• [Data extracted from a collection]
== Segment start ==

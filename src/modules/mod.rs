//! Modules layer - Infrastructure components for external integrations
//!
//! Contains clients and adapters for external services like object storage.

pub mod storage;
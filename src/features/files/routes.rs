use axum::{
    extract::{DefaultBodyLimit, FromRef},
    routing::{get, post, put},
    Router,
};
use std::sync::Arc;

use crate::features::files::handlers::{
    delete_file, file_stats, get_file, increment_view, list_files, search_files, update_file,
    upload_file,
};
use crate::features::files::services::{FileService, SearchService};

/// Shared state for the files feature.
#[derive(Clone, FromRef)]
pub struct FilesState {
    pub files: Arc<FileService>,
    pub search: Arc<SearchService>,
}

/// Create routes for the files feature
///
/// Route order matters: `/api/files/search` and `/api/files/stats` must be
/// registered alongside `/api/files/{id}` as literal segments, which axum
/// matches before the parameter.
pub fn routes(state: FilesState, max_file_size: usize) -> Router {
    Router::new()
        .route(
            "/api/files/upload",
            // Allow body size up to the configured limit + buffer for multipart overhead
            post(upload_file).layer(DefaultBodyLimit::max(max_file_size + 1024 * 1024)),
        )
        .route("/api/files", get(list_files))
        .route("/api/files/search", get(search_files))
        .route("/api/files/stats", get(file_stats))
        .route(
            "/api/files/{id}",
            get(get_file).put(update_file).delete(delete_file),
        )
        .route("/api/files/{id}/view", put(increment_view))
        .with_state(state)
}
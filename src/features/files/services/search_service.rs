use chrono::Utc;
use sqlx::PgPool;
use uuid::Uuid;

use crate::core::error::{AppError, Result};
use crate::features::files::dtos::{
    FileCategory, FileListResponseDto, FileResponseDto, FileType, ListFilesQuery, SearchFilesQuery,
    SortBy, SortOrder,
};
use crate::features::files::models::FileRecord;
use crate::features::files::services::relevance;
use crate::shared::types::{PageInfo, PaginationQuery};

/// Execution path chosen for a list/search request.
///
/// A present, non-whitespace query term selects the scored path; everything
/// else is a plain store-side sorted listing. `sort_by=relevance` without a
/// query term falls back to `date desc`.
#[derive(Debug, Clone, PartialEq)]
pub enum QueryPlan {
    Listing { sort_by: SortBy, sort_order: SortOrder },
    Scored { query_lower: String },
}

impl QueryPlan {
    pub fn build(q: Option<&str>, sort_by: SortBy, sort_order: SortOrder) -> Self {
        match q.map(str::trim).filter(|q| !q.is_empty()) {
            Some(term) => QueryPlan::Scored {
                query_lower: term.to_lowercase(),
            },
            None => match sort_by {
                SortBy::Relevance => QueryPlan::Listing {
                    sort_by: SortBy::Date,
                    sort_order: SortOrder::Desc,
                },
                other => QueryPlan::Listing {
                    sort_by: other,
                    sort_order,
                },
            },
        }
    }
}

/// Runs list and search queries over a caller's files.
///
/// The scored path loads the full candidate set (bounded by the configured
/// cap), ranks it in memory, and paginates afterwards; the listing path lets
/// the database sort and slice.
pub struct SearchService {
    pool: PgPool,
    max_candidates: i64,
}

impl SearchService {
    pub fn new(pool: PgPool, max_candidates: i64) -> Self {
        Self {
            pool,
            max_candidates,
        }
    }

    /// `GET /api/files` — owner-scoped listing with optional type/category
    /// filters and store-side sorting.
    pub async fn list(&self, owner_id: Uuid, query: &ListFilesQuery) -> Result<FileListResponseDto> {
        self.run_listing(
            owner_id,
            query.file_type,
            query.category,
            query.sort_by,
            query.sort_order,
            &query.pagination(),
        )
        .await
    }

    /// `GET /api/files/search` — same filters, plus an optional free-text
    /// term that switches execution to in-memory relevance ranking.
    pub async fn search(
        &self,
        owner_id: Uuid,
        query: &SearchFilesQuery,
    ) -> Result<FileListResponseDto> {
        let plan = QueryPlan::build(query.q.as_deref(), query.sort_by, query.sort_order);
        let pagination = query.pagination();

        match plan {
            QueryPlan::Listing { sort_by, sort_order } => {
                self.run_listing(
                    owner_id,
                    query.file_type,
                    query.category,
                    sort_by,
                    sort_order,
                    &pagination,
                )
                .await
            }
            QueryPlan::Scored { query_lower } => {
                self.run_scored(
                    owner_id,
                    query.file_type,
                    query.category,
                    &query_lower,
                    &pagination,
                )
                .await
            }
        }
    }

    async fn run_listing(
        &self,
        owner_id: Uuid,
        file_type: Option<FileType>,
        category: Option<FileCategory>,
        sort_by: SortBy,
        sort_order: SortOrder,
        pagination: &PaginationQuery,
    ) -> Result<FileListResponseDto> {
        let file_type = file_type.map(|t| t.as_str());
        let category = category.map(|c| c.as_str());

        let total_items: i64 = sqlx::query_scalar(
            r#"
            SELECT COUNT(*)
            FROM files
            WHERE owner_id = $1
              AND ($2::text IS NULL OR file_type = $2)
              AND ($3::text IS NULL OR category = $3)
            "#,
        )
        .bind(owner_id)
        .bind(file_type)
        .bind(category)
        .fetch_one(&self.pool)
        .await
        .map_err(|e| {
            tracing::error!("Failed to count files for owner {}: {:?}", owner_id, e);
            AppError::Database(e)
        })?;

        let sql = format!(
            r#"
            SELECT *
            FROM files
            WHERE owner_id = $1
              AND ($2::text IS NULL OR file_type = $2)
              AND ($3::text IS NULL OR category = $3)
            ORDER BY {} {}
            LIMIT $4 OFFSET $5
            "#,
            order_column(sort_by),
            order_direction(sort_order),
        );

        let records = sqlx::query_as::<_, FileRecord>(&sql)
            .bind(owner_id)
            .bind(file_type)
            .bind(category)
            .bind(pagination.limit())
            .bind(pagination.offset())
            .fetch_all(&self.pool)
            .await
            .map_err(|e| {
                tracing::error!("Failed to list files for owner {}: {:?}", owner_id, e);
                AppError::Database(e)
            })?;

        Ok(FileListResponseDto {
            files: records.into_iter().map(FileResponseDto::from).collect(),
            pagination: PageInfo::new(pagination.page(), pagination.limit(), total_items),
        })
    }

    async fn run_scored(
        &self,
        owner_id: Uuid,
        file_type: Option<FileType>,
        category: Option<FileCategory>,
        query_lower: &str,
        pagination: &PaginationQuery,
    ) -> Result<FileListResponseDto> {
        let file_type = file_type.map(|t| t.as_str());
        let category = category.map(|c| c.as_str());

        // Full candidate set in store order; `seq` is the stable tie-break.
        let candidates = sqlx::query_as::<_, FileRecord>(
            r#"
            SELECT *
            FROM files
            WHERE owner_id = $1
              AND ($2::text IS NULL OR file_type = $2)
              AND ($3::text IS NULL OR category = $3)
            ORDER BY seq ASC
            LIMIT $4
            "#,
        )
        .bind(owner_id)
        .bind(file_type)
        .bind(category)
        .bind(self.max_candidates)
        .fetch_all(&self.pool)
        .await
        .map_err(|e| {
            tracing::error!("Failed to fetch search candidates for owner {}: {:?}", owner_id, e);
            AppError::Database(e)
        })?;

        let now = Utc::now();
        let mut scored: Vec<(f64, FileRecord)> = candidates
            .into_iter()
            .map(|record| (relevance::score(&record, query_lower, now), record))
            .collect();
        // sort_by is stable, so equal scores keep store order
        scored.sort_by(|a, b| b.0.total_cmp(&a.0));

        let total_items = scored.len() as i64;
        let skip = pagination.offset() as usize;
        let limit = pagination.limit() as usize;

        let files: Vec<FileResponseDto> = scored
            .into_iter()
            .skip(skip)
            .take(limit)
            .map(|(_, record)| FileResponseDto::from(record))
            .collect();

        Ok(FileListResponseDto {
            files,
            pagination: PageInfo::new(pagination.page(), pagination.limit(), total_items),
        })
    }
}

fn order_column(sort_by: SortBy) -> &'static str {
    match sort_by {
        // relevance never reaches the listing path; planner rewrites it
        SortBy::Relevance | SortBy::Date => "created_at",
        SortBy::Name => "title",
        SortBy::Size => "size",
        SortBy::Views => "view_count",
    }
}

fn order_direction(sort_order: SortOrder) -> &'static str {
    match sort_order {
        SortOrder::Asc => "ASC",
        SortOrder::Desc => "DESC",
    }
}

#[cfg(test)]
mod tests {
    use super::*;

    #[test]
    fn whitespace_query_selects_listing_mode() {
        let plan = QueryPlan::build(Some("   "), SortBy::Date, SortOrder::Asc);
        assert_eq!(
            plan,
            QueryPlan::Listing {
                sort_by: SortBy::Date,
                sort_order: SortOrder::Asc
            }
        );

        let plan = QueryPlan::build(None, SortBy::Views, SortOrder::Desc);
        assert_eq!(
            plan,
            QueryPlan::Listing {
                sort_by: SortBy::Views,
                sort_order: SortOrder::Desc
            }
        );
    }

    #[test]
    fn relevance_without_query_falls_back_to_date() {
        let plan = QueryPlan::build(None, SortBy::Relevance, SortOrder::Desc);
        assert_eq!(
            plan,
            QueryPlan::Listing {
                sort_by: SortBy::Date,
                sort_order: SortOrder::Desc
            }
        );
    }

    #[test]
    fn non_empty_query_selects_scored_mode_lowercased() {
        let plan = QueryPlan::build(Some("  Vacation "), SortBy::Relevance, SortOrder::Desc);
        assert_eq!(
            plan,
            QueryPlan::Scored {
                query_lower: "vacation".to_string()
            }
        );
    }

    #[test]
    fn listing_order_columns_are_known_identifiers() {
        for sort_by in [SortBy::Date, SortBy::Name, SortBy::Size, SortBy::Views] {
            let column = order_column(sort_by);
            assert!(column.chars().all(|c| c.is_ascii_alphanumeric() || c == '_'));
        }
    }
}
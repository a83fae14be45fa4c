mod file_dto;

pub use file_dto::{
    FileCategory, FileListResponseDto, FileMetadataDto, FileResponseDto, FileStatsDto,
    FileStatsEntryDto, FileType, ListFilesQuery, SearchFilesQuery, SortBy, SortOrder,
    UpdateFileDto, UploadFileDto, ViewCountDto,
};
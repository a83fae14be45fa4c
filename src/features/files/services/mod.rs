mod file_service;
pub mod keywords;
pub mod relevance;
mod search_service;

pub use file_service::{FileService, UploadRequest};
pub use search_service::{QueryPlan, SearchService};
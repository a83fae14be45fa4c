use chrono::{DateTime, Utc};
use serde::{Deserialize, Serialize};
use sqlx::FromRow;
use utoipa::ToSchema;
use uuid::Uuid;

use crate::shared::constants::ROLE_ADMIN;

/// Account row as stored in the database.
///
/// `password_hash` never leaves this layer; outward serialization goes
/// through `UserResponseDto`.
#[derive(Debug, Clone, FromRow)]
pub struct User {
    pub id: Uuid,
    pub name: String,
    pub email: String,
    pub password_hash: String,
    pub avatar: Option<String>,
    pub role: String,
    pub is_active: bool,
    /// Number of files currently owned; maintained only by the file lifecycle manager
    pub total_files: i64,
    /// Bytes of storage currently used; maintained only by the file lifecycle manager
    pub storage_used: i64,
    pub created_at: DateTime<Utc>,
    pub last_login: Option<DateTime<Utc>>,
    pub updated_at: DateTime<Utc>,
}

/// Identity attached to the request after the bearer token has been
/// verified and the account confirmed active.
#[derive(Debug, Clone, Serialize, Deserialize, ToSchema)]
pub struct AuthenticatedUser {
    pub id: Uuid,
    pub email: String,
    pub role: String,
}

impl AuthenticatedUser {
    #[allow(dead_code)]
    pub fn is_admin(&self) -> bool {
        self.role == ROLE_ADMIN
    }
}

impl From<&User> for AuthenticatedUser {
    fn from(user: &User) -> Self {
        Self {
            id: user.id,
            email: user.email.clone(),
            role: user.role.clone(),
        }
    }
}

== Segment end ==

• [WHAT IS EXPECTED] Given the word "sqlx", show every line of the records that contains it.

• [ANSWER BELOW]
use sqlx::PgPool;
        let total_items: i64 = sqlx::query_scalar(
        let records = sqlx::query_as::<_, FileRecord>(&sql)
        let candidates = sqlx::query_as::<_, FileRecord>(
use sqlx::FromRow;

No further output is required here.